Henri Sivonen (:hsivonen) (away from Bugzilla until 2023-09-11)

Comment 43

•

15 years ago

Attached patch Address more review comments in C++ only parts, with an added null check (deleted) — Details — Splinter Review

Attachment #439894 - Attachment is obsolete: true

Attachment #440481 - Flags: review?(jonas)

Attachment #439894 - Flags: review?(jonas)

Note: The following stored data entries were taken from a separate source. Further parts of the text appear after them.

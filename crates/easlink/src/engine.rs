//! # The Verification Pipeline
//!
//! [`AttestationEngine::import`] strings the stages together and owns the
//! ordering guarantees: signature verification completes before any
//! collaborator call, and issuer validation runs only once the schema is
//! known. Everything before the first contract call is pure CPU work, so
//! concurrent imports of different attestations are free to interleave.
//! The schema cache and the store serialize their own mutations.

use std::sync::Arc;

use easlink_codec::{decode_payload, extract_payload, parse_record};
use easlink_core::{chain_config, Attestation, AttestationError};
use easlink_schema::{
    decode_payload_fields, validate_issuer, ContractCaller, SchemaResolver, LEGACY_TICKET_SCHEMA,
};
use easlink_verify::verify_signer;

/// The attestation import engine.
///
/// Generic over the injected [`ContractCaller`] so tests substitute a
/// deterministic fake; engine instances share nothing globally.
pub struct AttestationEngine<C> {
    caller: Arc<C>,
    resolver: SchemaResolver<C>,
}

impl<C: ContractCaller> AttestationEngine<C> {
    /// Create an engine around a contract-call capability.
    pub fn new(caller: Arc<C>) -> Self {
        let resolver = SchemaResolver::new(Arc::clone(&caller));
        Self { caller, resolver }
    }

    /// Access the engine's schema resolver (shared cache included).
    pub fn resolver(&self) -> &SchemaResolver<C> {
        &self.resolver
    }

    /// Import an attestation from a URL.
    ///
    /// Runs the full pipeline. Every failure up to and including signer
    /// verification is fatal and happens before any contract call. A
    /// failing issuer check is not a failure: the returned attestation
    /// carries `is_issuer_valid = false`.
    pub async fn import(&self, url: &str) -> Result<Attestation, AttestationError> {
        let payload = extract_payload(url)?;
        let raw = decode_payload(&payload)?;
        let record = parse_record(&raw)?;

        // Hard gate. Nothing network-facing may run before this passes.
        let signer = verify_signer(&record)?;
        tracing::debug!(%signer, uid = %record.uid, "attestation signer verified");

        let config = chain_config(record.chain_id)
            .ok_or(AttestationError::ChainNotSupported(record.chain_id))?;

        // Records without a schema uid are legacy tickets with a fixed
        // field layout; everything else resolves through the registry.
        let schema_string = if record.has_schema() {
            self.resolver
                .resolve(record.chain_id, record.schema)
                .await?
                .schema
        } else {
            LEGACY_TICKET_SCHEMA.to_string()
        };

        let data = decode_payload_fields(&schema_string, &record.data)?;

        // Soft gate: the key schema's resolver contract decides whether
        // the signer is an authorized issuer. Any failure along the way
        // degrades to "unverified" instead of rejecting the attestation.
        let is_issuer_valid = match self
            .resolver
            .resolve(record.chain_id, config.key_schema_uid)
            .await
        {
            Ok(key_record) => {
                validate_issuer(
                    self.caller.as_ref(),
                    record.chain_id,
                    key_record.resolver,
                    signer,
                )
                .await
            }
            Err(e) => {
                tracing::warn!(
                    chain = %record.chain_id,
                    error = %e,
                    "issuer validation degraded to unverified: key schema unresolvable"
                );
                false
            }
        };

        tracing::info!(
            uid = %record.uid,
            chain = %record.chain_id,
            fields = data.len(),
            is_issuer_valid,
            "attestation imported"
        );

        Ok(Attestation {
            data,
            record,
            is_issuer_valid,
            source: url.to_string(),
        })
    }
}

Henri Sivonen (:hsivonen) (away from Bugzilla until 2023-09-11)

Comment 44

•

15 years ago

Attached patch Interdiff for the null check addition in attachment 440481 (deleted) — Details — Splinter Review

Jonas Sicking (:sicking) No longer reading bugmail consistently

Reporter

Comment 45

•

15 years ago

Comment on attachment 440481 [details] [diff] [review] Address more review comments in C++ only parts, with an added null check >+nsHtml5StreamParser::FlushTreeOpsAndDisarmTimer() >+{ Please add an assertion to check that this is called on the right (main?) thread. Those assertions were awesome to have when reviewing and trying to grokk the code. > nsHtml5StreamParser::ContinueAfterFailedCharsetSwitch() > { > NS_ASSERTION(NS_IsMainThread(), "Wrong thread!"); > mozilla::MutexAutoLock tokenizerAutoLock(mTokenizerMutex); >- Uninterrupt(); > nsCOMPtr<nsIRunnable> event = new nsHtml5StreamParserContinuation(this); > if (NS_FAILED(mThread->Dispatch(event, nsIThread::DISPATCH_NORMAL))) { > NS_WARNING("Failed to dispatch nsHtml5StreamParserContinuation"); > } > } Is grabbing the mutex still needed? >+class nsHtml5TimerKungFu : public nsRunnable >+{ >+private: >+ nsHtml5RefPtr<nsHtml5StreamParser> mStreamParser; >+public: >+ nsHtml5TimerKungFu(nsHtml5StreamParser* aStreamParser) >+ : mStreamParser(aStreamParser) >+ {} >+ NS_IMETHODIMP Run() >+ { >+ if (mStreamParser->mFlushTimer) { >+ mStreamParser->mFlushTimer->Cancel(); >+ mStreamParser->mFlushTimer = nsnull; >+ } >+ return NS_OK; >+ } >+}; Ok, now I see what is happening. The important part here isn't that the cancel call is happening on any particular thread. But that you addref the stream parser on the main thread, and then post a message to the parser thread, and then post a message back again to the main thread and only then release the stream parser. This ensures that the stream parser is being kept alive until after we're done processing the timer, or cancelling it. And the nsHtml5RefPtr is what's making it all happen. Is this correct? And it seems like the same setup is being used to keep the stream parser alive when sending necko data to it? Please document this thoroughly. Also document the fact that while we're calling various functions on the stream parser on the parser thread, it's critical that it's never addreffed or released there. r=me with that.

Attachment #440481 - Flags: review?(jonas) → review+

Jonas Sicking (:sicking) No longer reading bugmail consistently

Reporter

Comment 46

•

15 years ago

Comment on attachment 440199 [details] [diff] [review] Address even more review comments (vol6) Ugh, yeah, this patch unreadable :( I sort of skimmed the resulting java file, but if there was anything in particular you'd like me to look at let me know. I still see a few overuses of switch statements, for example when looking for whitespace and in generateImpliedEndTagsExceptFor and generateImpliedEndTags. But we can always deal with that over time.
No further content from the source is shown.